Task directions:
Return the data that follows exactly. Include every line.

Data excerpts:
----------
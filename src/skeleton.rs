//! Skeleton arena and its validating builder
//!
//! The builder is the only way to obtain a [`Skeleton`], and `finish()` is
//! the single choke point for the arena-layout invariants the evaluator
//! later relies on: the hierarchy is a forest (no cycles), deforming bones
//! are packed in front of dummies, bind offsets are invertible, and the
//! useless-subtree flags are derived, never trusted.

use std::collections::HashMap;

use glam::Mat4;

use crate::bone::{Bone, BoneDesc, BoneIndex};
use crate::error::{PoseError, Result};

/// Largest acceptable element-wise deviation of
/// `bind_offset * bind_offset_inverse` from identity.
const BIND_ROUNDTRIP_TOLERANCE: f32 = 1e-3;

/// An immutable bone hierarchy shared by all instances of one mesh
///
/// The arena is frozen after construction: no public API mutates it, so a
/// `Skeleton` can be shared freely across threads and mesh instances.
/// Deforming bones occupy indices `[0, valid_bone_count)`; dummy bones
/// follow.
#[derive(Debug, Clone)]
pub struct Skeleton {
    bones: Vec<Bone>,
    roots: Vec<BoneIndex>,
    valid_bone_count: u32,
    name_to_index: HashMap<String, BoneIndex>,
}

impl Skeleton {
    /// Start building a skeleton
    pub fn builder() -> SkeletonBuilder {
        SkeletonBuilder::new()
    }

    /// All bones, indexed by [`BoneIndex`]
    pub fn bones(&self) -> &[Bone] {
        &self.bones
    }

    /// Bone at `index`, or `None` when out of range
    pub fn bone(&self, index: BoneIndex) -> Option<&Bone> {
        self.bones.get(index as usize)
    }

    /// Indices of bones without a parent
    pub fn roots(&self) -> &[BoneIndex] {
        &self.roots
    }

    /// Number of bones that emit a skinning matrix
    pub fn valid_bone_count(&self) -> u32 {
        self.valid_bone_count
    }

    /// Total arena size, dummies included
    pub fn bone_count(&self) -> usize {
        self.bones.len()
    }

    /// Look up a bone index by its authored name
    pub fn bone_index(&self, name: &str) -> Option<BoneIndex> {
        self.name_to_index.get(name).copied()
    }

    /// Symmetric counterpart of `index`, or `None` when out of range
    pub fn mirror_of(&self, index: BoneIndex) -> Option<BoneIndex> {
        self.bone(index).map(Bone::mirror_index)
    }
}

/// Append-only builder producing a frozen [`Skeleton`]
///
/// Parents may reference bones that have not been added yet (a dummy
/// helper can parent a deforming bone even though dummies sort to the back
/// of the arena); all cross-references are validated in `finish()`.
#[derive(Debug, Default)]
pub struct SkeletonBuilder {
    bones: Vec<Bone>,
    names: Vec<String>,
    name_to_index: HashMap<String, BoneIndex>,
    mirrors: Vec<(BoneIndex, BoneIndex)>,
}

impl SkeletonBuilder {
    /// Create an empty builder
    pub fn new() -> Self {
        Self::default()
    }

    /// Append a bone and return its arena index
    pub fn bone(
        &mut self,
        name: &str,
        parent: Option<BoneIndex>,
        desc: BoneDesc,
    ) -> Result<BoneIndex> {
        let index = self.bones.len() as BoneIndex;

        if self.name_to_index.contains_key(name) {
            return Err(PoseError::DuplicateBoneName {
                name: name.to_string(),
            });
        }

        let bind_offset = desc.bind_offset;
        let det = bind_offset.determinant();
        if !det.is_finite() || det.abs() < f32::EPSILON {
            return Err(PoseError::BadBindOffset {
                name: name.to_string(),
            });
        }
        let bind_offset_inverse = bind_offset.inverse();
        let roundtrip = bind_offset * bind_offset_inverse;
        if !mat4_approx_identity(roundtrip, BIND_ROUNDTRIP_TOLERANCE) {
            return Err(PoseError::BadBindOffset {
                name: name.to_string(),
            });
        }

        let pre = desc.pre_transform.unwrap_or(Mat4::IDENTITY);
        let pre_anim = desc.pre_anim_transform.unwrap_or(Mat4::IDENTITY);

        self.bones.push(Bone {
            index,
            mirror_index: index,
            parent,
            children: Vec::new(),
            bind_offset,
            bind_offset_inverse,
            rest_transform: desc.rest_transform,
            pre_transform: desc.pre_transform,
            pre_anim_transform: desc.pre_anim_transform,
            post_anim_transform: desc.post_anim_transform,
            anim_prefix: pre * pre_anim,
            rest_chain: pre * desc.rest_transform,
            is_dummy: desc.is_dummy,
            // Resolved in finish()
            is_useless: false,
        });
        self.names.push(name.to_string());
        self.name_to_index.insert(name.to_string(), index);

        Ok(index)
    }

    /// Pair `bone` with its symmetric counterpart
    ///
    /// The counterpart may be added later; the pairing is validated in
    /// `finish()`.
    pub fn mirror(&mut self, bone: BoneIndex, mirror: BoneIndex) -> &mut Self {
        self.mirrors.push((bone, mirror));
        self
    }

    /// Validate the arena invariants and freeze the skeleton
    pub fn finish(mut self) -> Result<Skeleton> {
        let count = self.bones.len() as u32;

        // Parent references and child lists
        for i in 0..self.bones.len() {
            if let Some(p) = self.bones[i].parent {
                if p >= count || p == i as u32 {
                    return Err(PoseError::InvalidParent {
                        name: self.names[i].clone(),
                        parent: p,
                    });
                }
                self.bones[p as usize].children.push(i as u32);
            }
        }

        // The hierarchy must be a forest: every bone reachable from a root
        // exactly once.
        let roots: Vec<BoneIndex> = self
            .bones
            .iter()
            .filter(|b| b.parent.is_none())
            .map(|b| b.index)
            .collect();
        let mut seen = vec![false; self.bones.len()];
        let mut visited = 0u32;
        for &root in &roots {
            let mut stack = vec![root];
            while let Some(i) = stack.pop() {
                if seen[i as usize] {
                    return Err(PoseError::CyclicHierarchy { bone: i });
                }
                seen[i as usize] = true;
                visited += 1;
                stack.extend_from_slice(&self.bones[i as usize].children);
            }
        }
        if visited != count {
            // Orphaned cycle not reachable from any root
            let bone = seen
                .iter()
                .position(|&s| !s)
                .map_or(0, |i| i as u32);
            return Err(PoseError::CyclicHierarchy { bone });
        }

        // Deforming bones must be packed in front of dummies so that
        // `index < valid_bone_count` alone decides matrix emission.
        let valid_bone_count = self
            .bones
            .iter()
            .position(|b| b.is_dummy)
            .map_or(count, |first_dummy| first_dummy as u32);
        if let Some(bad) = self.bones[valid_bone_count as usize..]
            .iter()
            .find(|b| !b.is_dummy)
        {
            return Err(PoseError::InvalidBoneOrder { index: bad.index });
        }

        for &(bone, mirror) in &self.mirrors {
            if bone >= count || mirror >= count {
                return Err(PoseError::MirrorOutOfRange { bone, mirror });
            }
            self.bones[bone as usize].mirror_index = mirror;
        }

        for &root in &roots {
            resolve_useless(&mut self.bones, root as usize);
        }

        log::debug!("skeleton frozen: {count} bones ({valid_bone_count} deforming)");

        Ok(Skeleton {
            bones: self.bones,
            roots,
            valid_bone_count,
            name_to_index: self.name_to_index,
        })
    }
}

/// Post-order sweep marking subtrees that consist purely of dummy bones
fn resolve_useless(bones: &mut [Bone], index: usize) -> bool {
    let children = bones[index].children.clone();
    let mut all_dummy = bones[index].is_dummy;
    for child in children {
        let child_useless = resolve_useless(bones, child as usize);
        all_dummy = all_dummy && child_useless;
    }
    bones[index].is_useless = all_dummy;
    all_dummy
}

fn mat4_approx_identity(m: Mat4, tolerance: f32) -> bool {
    let id = Mat4::IDENTITY.to_cols_array();
    m.to_cols_array()
        .iter()
        .zip(id.iter())
        .all(|(a, b)| (a - b).abs() <= tolerance)
}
----------
Answer to this exercise:
filename src/skeleton.rs
//! Skeleton arena and its validating builder
//!
//! The builder is the only way to obtain a [`Skeleton`], and `finish()` is
//! the single choke point for the arena-layout invariants the evaluator
//! later relies on: the hierarchy is a forest (no cycles), deforming bones
//! are packed in front of dummies, bind offsets are invertible, and the
//! useless-subtree flags are derived, never trusted.

use std::collections::HashMap;

use glam::Mat4;

use crate::bone::{Bone, BoneDesc, BoneIndex};
use crate::error::{PoseError, Result};

/// Largest acceptable element-wise deviation of
/// `bind_offset * bind_offset_inverse` from identity.
const BIND_ROUNDTRIP_TOLERANCE: f32 = 1e-3;

/// An immutable bone hierarchy shared by all instances of one mesh
///
/// The arena is frozen after construction: no public API mutates it, so a
/// `Skeleton` can be shared freely across threads and mesh instances.
/// Deforming bones occupy indices `[0, valid_bone_count)`; dummy bones
/// follow.
#[derive(Debug, Clone)]
pub struct Skeleton {
    bones: Vec<Bone>,
    roots: Vec<BoneIndex>,
    valid_bone_count: u32,
    name_to_index: HashMap<String, BoneIndex>,
}

impl Skeleton {
    /// Start building a skeleton
    pub fn builder() -> SkeletonBuilder {
        SkeletonBuilder::new()
    }

    /// All bones, indexed by [`BoneIndex`]
    pub fn bones(&self) -> &[Bone] {
        &self.bones
    }

    /// Bone at `index`, or `None` when out of range
    pub fn bone(&self, index: BoneIndex) -> Option<&Bone> {
        self.bones.get(index as usize)
    }

    /// Indices of bones without a parent
    pub fn roots(&self) -> &[BoneIndex] {
        &self.roots
    }

    /// Number of bones that emit a skinning matrix
    pub fn valid_bone_count(&self) -> u32 {
        self.valid_bone_count
    }

    /// Total arena size, dummies included
    pub fn bone_count(&self) -> usize {
        self.bones.len()
    }

    /// Look up a bone index by its authored name
    pub fn bone_index(&self, name: &str) -> Option<BoneIndex> {
        self.name_to_index.get(name).copied()
    }

    /// Symmetric counterpart of `index`, or `None` when out of range
    pub fn mirror_of(&self, index: BoneIndex) -> Option<BoneIndex> {
        self.bone(index).map(Bone::mirror_index)
    }
}

/// Append-only builder producing a frozen [`Skeleton`]
///
/// Parents may reference bones that have not been added yet (a dummy
/// helper can parent a deforming bone even though dummies sort to the back
/// of the arena); all cross-references are validated in `finish()`.
#[derive(Debug, Default)]
pub struct SkeletonBuilder {
    bones: Vec<Bone>,
    names: Vec<String>,
    name_to_index: HashMap<String, BoneIndex>,
    mirrors: Vec<(BoneIndex, BoneIndex)>,
}

impl SkeletonBuilder {
    /// Create an empty builder
    pub fn new() -> Self {
        Self::default()
    }

    /// Append a bone and return its arena index
    pub fn bone(
        &mut self,
        name: &str,
        parent: Option<BoneIndex>,
        desc: BoneDesc,
    ) -> Result<BoneIndex> {
        let index = self.bones.len() as BoneIndex;

        if self.name_to_index.contains_key(name) {
            return Err(PoseError::DuplicateBoneName {
                name: name.to_string(),
            });
        }

        let bind_offset = desc.bind_offset;
        let det = bind_offset.determinant();
        if !det.is_finite() || det.abs() < f32::EPSILON {
            return Err(PoseError::BadBindOffset {
                name: name.to_string(),
            });
        }
        let bind_offset_inverse = bind_offset.inverse();
        let roundtrip = bind_offset * bind_offset_inverse;
        if !mat4_approx_identity(roundtrip, BIND_ROUNDTRIP_TOLERANCE) {
            return Err(PoseError::BadBindOffset {
                name: name.to_string(),
            });
        }

        let pre = desc.pre_transform.unwrap_or(Mat4::IDENTITY);
        let pre_anim = desc.pre_anim_transform.unwrap_or(Mat4::IDENTITY);

        self.bones.push(Bone {
            index,
            mirror_index: index,
            parent,
            children: Vec::new(),
            bind_offset,
            bind_offset_inverse,
            rest_transform: desc.rest_transform,
            pre_transform: desc.pre_transform,
            pre_anim_transform: desc.pre_anim_transform,
            post_anim_transform: desc.post_anim_transform,
            anim_prefix: pre * pre_anim,
            rest_chain: pre * desc.rest_transform,
            is_dummy: desc.is_dummy,
            // Resolved in finish()
            is_useless: false,
        });
        self.names.push(name.to_string());
        self.name_to_index.insert(name.to_string(), index);

        Ok(index)
    }

    /// Pair `bone` with its symmetric counterpart
    ///
    /// The counterpart may be added later; the pairing is validated in
    /// `finish()`.
    pub fn mirror(&mut self, bone: BoneIndex, mirror: BoneIndex) -> &mut Self {
        self.mirrors.push((bone, mirror));
        self
    }

    /// Validate the arena invariants and freeze the skeleton
    pub fn finish(mut self) -> Result<Skeleton> {
        let count = self.bones.len() as u32;

        // Parent references and child lists
        for i in 0..self.bones.len() {
            if let Some(p) = self.bones[i].parent {
                if p >= count || p == i as u32 {
                    return Err(PoseError::InvalidParent {
                        name: self.names[i].clone(),
                        parent: p,
                    });
                }
                self.bones[p as usize].children.push(i as u32);
            }
        }

        // The hierarchy must be a forest: every bone reachable from a root
        // exactly once.
        let roots: Vec<BoneIndex> = self
            .bones
            .iter()
            .filter(|b| b.parent.is_none())
            .map(|b| b.index)
            .collect();
        let mut seen = vec![false; self.bones.len()];
        let mut visited = 0u32;
        for &root in &roots {
            let mut stack = vec![root];
            while let Some(i) = stack.pop() {
                if seen[i as usize] {
                    return Err(PoseError::CyclicHierarchy { bone: i });
                }
                seen[i as usize] = true;
                visited += 1;
                stack.extend_from_slice(&self.bones[i as usize].children);
            }
        }
        if visited != count {
            // Orphaned cycle not reachable from any root
            let bone = seen
                .iter()
                .position(|&s| !s)
                .map_or(0, |i| i as u32);
            return Err(PoseError::CyclicHierarchy { bone });
        }

        // Deforming bones must be packed in front of dummies so that
        // `index < valid_bone_count` alone decides matrix emission.
        let valid_bone_count = self
            .bones
            .iter()
            .position(|b| b.is_dummy)
            .map_or(count, |first_dummy| first_dummy as u32);
        if let Some(bad) = self.bones[valid_bone_count as usize..]
            .iter()
            .find(|b| !b.is_dummy)
        {
            return Err(PoseError::InvalidBoneOrder { index: bad.index });
        }

        for &(bone, mirror) in &self.mirrors {
            if bone >= count || mirror >= count {
                return Err(PoseError::MirrorOutOfRange { bone, mirror });
            }
            self.bones[bone as usize].mirror_index = mirror;
        }

        for &root in &roots {
            resolve_useless(&mut self.bones, root as usize);
        }

        log::debug!("skeleton frozen: {count} bones ({valid_bone_count} deforming)");

        Ok(Skeleton {
            bones: self.bones,
            roots,
            valid_bone_count,
            name_to_index: self.name_to_index,
        })
    }
}

/// Post-order sweep marking subtrees that consist purely of dummy bones
fn resolve_useless(bones: &mut [Bone], index: usize) -> bool {
    let children = bones[index].children.clone();
    let mut all_dummy = bones[index].is_dummy;
    for child in children {
        let child_useless = resolve_useless(bones, child as usize);
        all_dummy = all_dummy && child_useless;
    }
    bones[index].is_useless = all_dummy;
    all_dummy
}

fn mat4_approx_identity(m: Mat4, tolerance: f32) -> bool {
    let id = Mat4::IDENTITY.to_cols_array();
    m.to_cols_array()
        .iter()
        .zip(id.iter())
        .all(|(a, b)| (a - b).abs() <= tolerance)
}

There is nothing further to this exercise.